= Henry James Alderson =

Sir Henry James Alderson (22 May 1834 – 10 September 1909) was a Canadian-British major-general in the Royal Artillery.

==Life==
Born in Quebec, Canada, on 22 May 1834, he was son of Lt.-Col. Ralph Carr Alderson of the Royal Engineers, by his wife Maria, daughter of Henry Thorold of Cuxwold, Lincolnshire; John Alderson the physician was his grandfather. Educated privately at Messrs. Stoton & Mayer's school at Wimbledon (1844–8), he entered the Royal Military Academy, Woolwich, as a cadet, in May 1848.

Alderson received a commission as second lieutenant in the Royal Artillery on 23 June 1852, and served in Canada until 1854, when, on promotion to the rank of lieutenant, he returned to England. Serving through the Crimean War, he was present at the battle of Alma, battle of Inkerman, and at the siege of Sebastopol. He was mentioned in despatches, and received the medal with three clasps, the Turkish medal, and the legion d'honneur, third class.

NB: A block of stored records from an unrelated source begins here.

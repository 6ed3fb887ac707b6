use serde::{Deserialize, Serialize};
use std::fmt;
use std::str::FromStr;

/// 摘要深度
///
/// 深度之间有全序：Brief < Standard < Detailed < Comprehensive。
/// 每一级都要求覆盖上一级的全部内容，再增加自己的内容
#[derive(Debug, Clone, Copy, PartialEq, Eq, PartialOrd, Ord, Hash, Serialize, Deserialize)]
#[serde(rename_all = "lowercase")]
pub enum DepthTier {
    Brief,
    Standard,
    Detailed,
    Comprehensive,
}

/// 各深度新增的覆盖项，按深度从浅到深排列
const TIER_ITEMS: [&[&str]; 4] = [
    &["the 3-5 most important key takeaways"],
    &[
        "all main points with brief explanations",
        "key concepts",
        "important terms",
        "notable examples",
    ],
    &[
        "supporting details for every main point",
        "definitions of terms",
        "examples and use cases",
        "commands, syntax and code mentioned",
        "relationships between concepts",
    ],
    &[
        "every sub-point",
        "every example and use case",
        "all commands and flags with descriptions",
        "tips, warnings and notes",
        "comparisons between concepts",
        "practical advice",
    ],
];

impl DepthTier {
    pub const ALL: [DepthTier; 4] = [
        DepthTier::Brief,
        DepthTier::Standard,
        DepthTier::Detailed,
        DepthTier::Comprehensive,
    ];

    pub fn as_str(&self) -> &'static str {
        match self {
            Self::Brief => "brief",
            Self::Standard => "standard",
            Self::Detailed => "detailed",
            Self::Comprehensive => "comprehensive",
        }
    }

    fn rank(&self) -> usize {
        match self {
            Self::Brief => 0,
            Self::Standard => 1,
            Self::Detailed => 2,
            Self::Comprehensive => 3,
        }
    }

    /// 该深度要求覆盖的全部内容（包含所有更浅深度的覆盖项）
    pub fn coverage_items(&self) -> Vec<&'static str> {
        TIER_ITEMS[..=self.rank()].iter().flat_map(|items| items.iter().copied()).collect()
    }

    /// 固定的完整度指令
    pub fn instruction(&self) -> String {
        let style = match self {
            Self::Brief => "Provide a BRIEF summary. Keep it concise, one sentence per point.",
            Self::Standard => {
                "Provide a STANDARD summary. Use bullet points organized by topic."
            }
            Self::Detailed => {
                "Provide a DETAILED summary. Organize with clear headings and sub-bullets."
            }
            Self::Comprehensive => {
                "Provide an EXHAUSTIVE, COMPREHENSIVE summary that captures EVERYTHING in this text. \
                 Miss NOTHING, even small details matter. \
                 Organize with clear headings, sub-headings, and nested bullet points."
            }
        };
        let items = self
            .coverage_items()
            .iter()
            .map(|item| format!("- {}", item))
            .collect::<Vec<_>>()
            .join("\n");
        format!("{}\nThe summary MUST cover:\n{}", style, items)
    }
}

impl fmt::Display for DepthTier {
    fn fmt(&self, f: &mut fmt::Formatter<'_>) -> fmt::Result {
        f.write_str(self.as_str())
    }
}

impl FromStr for DepthTier {
    type Err = String;

    fn from_str(s: &str) -> Result<Self, Self::Err> {
        match s.trim().to_lowercase().as_str() {
            "brief" => Ok(Self::Brief),
            "standard" => Ok(Self::Standard),
            "detailed" => Ok(Self::Detailed),
            "comprehensive" => Ok(Self::Comprehensive),
            other => Err(format!("未知的摘要深度: {}", other)),
        }
    }
}
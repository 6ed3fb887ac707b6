use serde::{Deserialize, Serialize};
use tracing::{debug, info};

use crate::error::{BoundaryInvariant, BoundaryValidationError, Result, StudyError};

/// 章节边界来源
#[derive(Debug, Clone, Copy, PartialEq, Eq, Serialize, Deserialize)]
#[serde(rename_all = "lowercase")]
pub enum BoundarySource {
    /// 来自文档大纲（书签）
    Outline,
    /// 来自启发式检测
    Heuristic,
    /// 未检测到任何章节，全文作为一章
    Linear,
}

/// 小节
///
/// 嵌套在章节内的页码子范围，结构与章节相同
#[derive(Debug, Clone, PartialEq, Serialize, Deserialize)]
pub struct Section {
    pub title: String,
    pub start_page: u32,
    pub end_page: u32,
    pub sections: Vec<Section>,
    pub verified: bool,
}

/// 章节
#[derive(Debug, Clone, PartialEq, Serialize, Deserialize)]
pub struct Chapter {
    pub index: usize,
    pub title: String,
    /// 起始页（含，从 1 开始）
    pub start_page: u32,
    /// 结束页（含）
    pub end_page: u32,
    pub sections: Vec<Section>,
    pub verified: bool,
    /// 边界置信度 0.0 ~ 1.0
    pub confidence: f32,
    pub source: BoundarySource,
}

impl Chapter {
    /// 是否必须先经过人工确认才能生成摘要
    pub fn requires_review(&self, threshold: f32) -> bool {
        !self.verified && self.confidence < threshold
    }

    pub fn page_count(&self) -> u32 {
        self.end_page.saturating_sub(self.start_page) + 1
    }
}

/// 章节注册表
///
/// 保存一个文档的规范章节列表，保证：
/// - 章节按起始页排序且互不重叠
/// - 最后一章结束于文档最后一页
#[derive(Debug, Clone, PartialEq, Serialize, Deserialize)]
pub struct ChapterRegistry {
    page_count: u32,
    chapters: Vec<Chapter>,
}

impl ChapterRegistry {
    /// 创建注册表并校验所有不变量
    ///
    /// # 参数
    /// - `page_count`: 文档总页数
    /// - `chapters`: 解析得到的章节（索引会被重新编号）
    pub fn new(page_count: u32, mut chapters: Vec<Chapter>) -> Result<Self> {
        for (i, chapter) in chapters.iter_mut().enumerate() {
            chapter.index = i;
        }
        check_all(&chapters, page_count)?;
        Ok(Self { page_count, chapters })
    }

    pub fn page_count(&self) -> u32 {
        self.page_count
    }

    pub fn chapters(&self) -> &[Chapter] {
        &self.chapters
    }

    pub fn get(&self, index: usize) -> Result<&Chapter> {
        self.chapters.get(index).ok_or(StudyError::ChapterNotFound(index))
    }

    /// 更新章节边界
    ///
    /// 编辑违反排序或不重叠约束时拒绝，并返回违反的不变量与相邻章节；
    /// 拒绝时注册表保持不变。接受的编辑视为人工确认
    ///
    /// # 参数
    /// - `index`: 章节索引
    /// - `start_page`: 新起始页
    /// - `end_page`: 新结束页
    pub fn update_boundary(&mut self, index: usize, start_page: u32, end_page: u32) -> Result<()> {
        if index >= self.chapters.len() {
            return Err(StudyError::ChapterNotFound(index));
        }
        validate_edit(&self.chapters, self.page_count, index, start_page, end_page)?;

        let chapter = &mut self.chapters[index];
        chapter.start_page = start_page;
        chapter.end_page = end_page;
        chapter.sections = clamp_sections(&chapter.sections, start_page, end_page);
        chapter.verified = true;
        info!(
            "章节 {} 边界更新为 {}-{} 页（已确认）",
            index, start_page, end_page
        );
        Ok(())
    }

    /// 人工确认章节边界，不修改页码范围
    pub fn verify(&mut self, index: usize) -> Result<()> {
        let chapter = self
            .chapters
            .get_mut(index)
            .ok_or(StudyError::ChapterNotFound(index))?;
        chapter.verified = true;
        debug!("章节 {} 已人工确认", index);
        Ok(())
    }

    /// 需要人工确认的章节索引
    pub fn pending_review(&self, threshold: f32) -> Vec<usize> {
        self.chapters
            .iter()
            .filter(|c| c.requires_review(threshold))
            .map(|c| c.index)
            .collect()
    }
}

fn violation(
    chapter_index: usize,
    invariant: BoundaryInvariant,
    neighbors: Vec<usize>,
    message: String,
) -> BoundaryValidationError {
    BoundaryValidationError {
        chapter_index,
        invariant,
        neighbors,
        message,
    }
}

/// 校验单个章节的新边界
fn validate_edit(
    chapters: &[Chapter],
    page_count: u32,
    index: usize,
    start: u32,
    end: u32,
) -> std::result::Result<(), BoundaryValidationError> {
    if start == 0 || start > end || end > page_count {
        return Err(violation(
            index,
            BoundaryInvariant::PageRange,
            vec![],
            format!("页码范围 {}-{} 不合法（文档共 {} 页）", start, end, page_count),
        ));
    }

    let mut invariant = None;
    let mut neighbors = Vec::new();
    let mut messages = Vec::new();

    if let Some(prev) = index.checked_sub(1).and_then(|i| chapters.get(i)) {
        if start <= prev.start_page {
            invariant.get_or_insert(BoundaryInvariant::Ordering);
            neighbors.push(prev.index);
            messages.push(format!(
                "起始页 {} 不在章节 {}（{} 页起）之后",
                start, prev.index, prev.start_page
            ));
        } else if start <= prev.end_page {
            invariant.get_or_insert(BoundaryInvariant::Overlap);
            neighbors.push(prev.index);
            messages.push(format!(
                "起始页 {} 与章节 {}（{}-{} 页）重叠",
                start, prev.index, prev.start_page, prev.end_page
            ));
        }
    }

    match chapters.get(index + 1) {
        Some(next) => {
            if start >= next.start_page {
                invariant.get_or_insert(BoundaryInvariant::Ordering);
                neighbors.push(next.index);
                messages.push(format!(
                    "起始页 {} 不在章节 {}（{} 页起）之前",
                    start, next.index, next.start_page
                ));
            } else if end >= next.start_page {
                invariant.get_or_insert(BoundaryInvariant::Overlap);
                neighbors.push(next.index);
                messages.push(format!(
                    "结束页 {} 与章节 {}（{}-{} 页）重叠",
                    end, next.index, next.start_page, next.end_page
                ));
            }
        }
        None => {
            if end != page_count {
                invariant.get_or_insert(BoundaryInvariant::LastChapterEnd);
                messages.push(format!("最后一章必须结束于第 {} 页，实际为 {}", page_count, end));
            }
        }
    }

    match invariant {
        Some(invariant) => Err(violation(index, invariant, neighbors, messages.join("；"))),
        None => Ok(()),
    }
}

/// 校验整个章节列表
fn check_all(chapters: &[Chapter], page_count: u32) -> std::result::Result<(), BoundaryValidationError> {
    for chapter in chapters {
        validate_edit(chapters, page_count, chapter.index, chapter.start_page, chapter.end_page)?;
    }
    Ok(())
}

/// 把小节裁剪到新的章节范围内，完全落在范围外的小节被丢弃
fn clamp_sections(sections: &[Section], start: u32, end: u32) -> Vec<Section> {
    sections
        .iter()
        .filter(|s| s.end_page >= start && s.start_page <= end)
        .map(|s| {
            let start_page = s.start_page.max(start);
            let end_page = s.end_page.min(end);
            Section {
                title: s.title.clone(),
                start_page,
                end_page,
                sections: clamp_sections(&s.sections, start_page, end_page),
                verified: s.verified,
            }
        })
        .collect()
}

#[cfg(test)]
mod tests {
    use super::*;

    pub(crate) fn chapter(index: usize, start: u32, end: u32) -> Chapter {
        Chapter {
            index,
            title: format!("Chapter {}", index + 1),
            start_page: start,
            end_page: end,
            sections: vec![],
            verified: false,
            confidence: 1.0,
            source: BoundarySource::Outline,
        }
    }

    fn registry() -> ChapterRegistry {
        ChapterRegistry::new(100, vec![chapter(0, 1, 30), chapter(1, 31, 60), chapter(2, 61, 100)]).unwrap()
    }

    #[test]
    fn test_new_rejects_overlap() {
        let result = ChapterRegistry::new(100, vec![chapter(0, 1, 40), chapter(1, 30, 100)]);
        assert!(matches!(result, Err(StudyError::BoundaryValidation(_))));
    }

    #[test]
    fn test_new_rejects_short_last_chapter() {
        let result = ChapterRegistry::new(100, vec![chapter(0, 1, 40), chapter(1, 41, 90)]);
        match result {
            Err(StudyError::BoundaryValidation(err)) => {
                assert_eq!(err.invariant, BoundaryInvariant::LastChapterEnd);
                assert_eq!(err.chapter_index, 1);
            }
            other => panic!("unexpected: {:?}", other),
        }
    }

    #[test]
    fn test_valid_update_marks_verified() {
        let mut reg = registry();
        reg.update_boundary(1, 35, 55).unwrap();
        let ch = reg.get(1).unwrap();
        assert_eq!((ch.start_page, ch.end_page), (35, 55));
        assert!(ch.verified);
    }

    #[test]
    fn test_overlap_rejected_and_registry_unchanged() {
        let mut reg = registry();
        let before = reg.clone();

        let err = reg.update_boundary(1, 25, 60).unwrap_err();
        match err {
            StudyError::BoundaryValidation(e) => {
                assert_eq!(e.invariant, BoundaryInvariant::Overlap);
                assert_eq!(e.neighbors, vec![0]);
            }
            other => panic!("unexpected: {:?}", other),
        }
        assert_eq!(reg, before);
    }

    #[test]
    fn test_overlap_on_both_sides_names_both_neighbors() {
        let mut reg = registry();
        let err = reg.update_boundary(1, 20, 70).unwrap_err();
        match err {
            StudyError::BoundaryValidation(e) => assert_eq!(e.neighbors, vec![0, 2]),
            other => panic!("unexpected: {:?}", other),
        }
    }

    #[test]
    fn test_ordering_violation() {
        let mut reg = registry();
        let err = reg.update_boundary(1, 65, 70).unwrap_err();
        match err {
            StudyError::BoundaryValidation(e) => {
                assert_eq!(e.invariant, BoundaryInvariant::Ordering);
                assert_eq!(e.neighbors, vec![2]);
            }
            other => panic!("unexpected: {:?}", other),
        }
    }

    #[test]
    fn test_last_chapter_must_end_at_page_count() {
        let mut reg = registry();
        assert!(reg.update_boundary(2, 61, 99).is_err());
        assert!(reg.update_boundary(2, 70, 100).is_ok());
    }

    #[test]
    fn test_page_range_and_missing_chapter() {
        let mut reg = registry();
        assert!(matches!(
            reg.update_boundary(0, 10, 5),
            Err(StudyError::BoundaryValidation(BoundaryValidationError {
                invariant: BoundaryInvariant::PageRange,
                ..
            }))
        ));
        assert!(matches!(reg.update_boundary(9, 1, 2), Err(StudyError::ChapterNotFound(9))));
    }

    #[test]
    fn test_sections_clamped_on_edit() {
        let mut chapters = vec![chapter(0, 1, 30), chapter(1, 31, 100)];
        chapters[0].sections = vec![
            Section { title: "A".into(), start_page: 1, end_page: 10, sections: vec![], verified: true },
            Section { title: "B".into(), start_page: 11, end_page: 30, sections: vec![], verified: true },
        ];
        let mut reg = ChapterRegistry::new(100, chapters).unwrap();
        reg.update_boundary(0, 5, 20).unwrap();

        let sections = &reg.get(0).unwrap().sections;
        assert_eq!(sections.len(), 2);
        assert_eq!((sections[0].start_page, sections[0].end_page), (5, 10));
        assert_eq!((sections[1].start_page, sections[1].end_page), (11, 20));

        reg.update_boundary(0, 12, 20).unwrap();
        assert_eq!(reg.get(0).unwrap().sections.len(), 1);
    }

    #[test]
    fn test_pending_review() {
        let mut chapters = vec![chapter(0, 1, 50), chapter(1, 51, 100)];
        chapters[1].confidence = 0.4;
        let mut reg = ChapterRegistry::new(100, chapters).unwrap();
        assert_eq!(reg.pending_review(0.7), vec![1]);

        reg.verify(1).unwrap();
        assert!(reg.pending_review(0.7).is_empty());
    }

    #[test]
    fn test_registry_round_trips_through_json() {
        let reg = registry();
        let json = serde_json::to_string(&reg).unwrap();
        let restored: ChapterRegistry = serde_json::from_str(&json).unwrap();
        assert_eq!(reg, restored);
    }
}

Promoted to the rank of second captain on 1 April 1859, Alderson from February to June 1864 was attached on special mission during the American Civil War to the headquarters of the Federal Army under General Quincy Adams Gillmore during the civil war in the United States of America, and was present at the bombardment of Charleston. On his return to England Alderson joined the experimental department of the school of gunnery, Shoeburyness, and became successively captain on 6 July 1867; major 3 July 1872; lieutenant-colonel 1 October 1877; colonel (by brevet) 1 October 1881, and major-general 9 July 1892.

From 1871 Alderson held appointments in the department of the director of artillery at the War Office, and in 1891 became president of the ordnance committee. He held this post until his retirement from the army on 22 May 1896, on account of age. From 1897 until his death he was a director of Sir W G Armstrong Whitworth & Co, the gunmaking firm at Elswick, Newcastle upon Tyne.

Alderson was made C.B. on 21 June 1887; a K.C.B. on 30 May 1891; and was appointed colonel commandant in the Royal Artillery on 4 November 1905. He died at Durham on 10 September 1909.

==Family==
Alderson married in 1877 his second cousin, Florence, youngest daughter of Sir Edward Hall Alderson, baron of the exchequer, and had one son, Ralph Edward.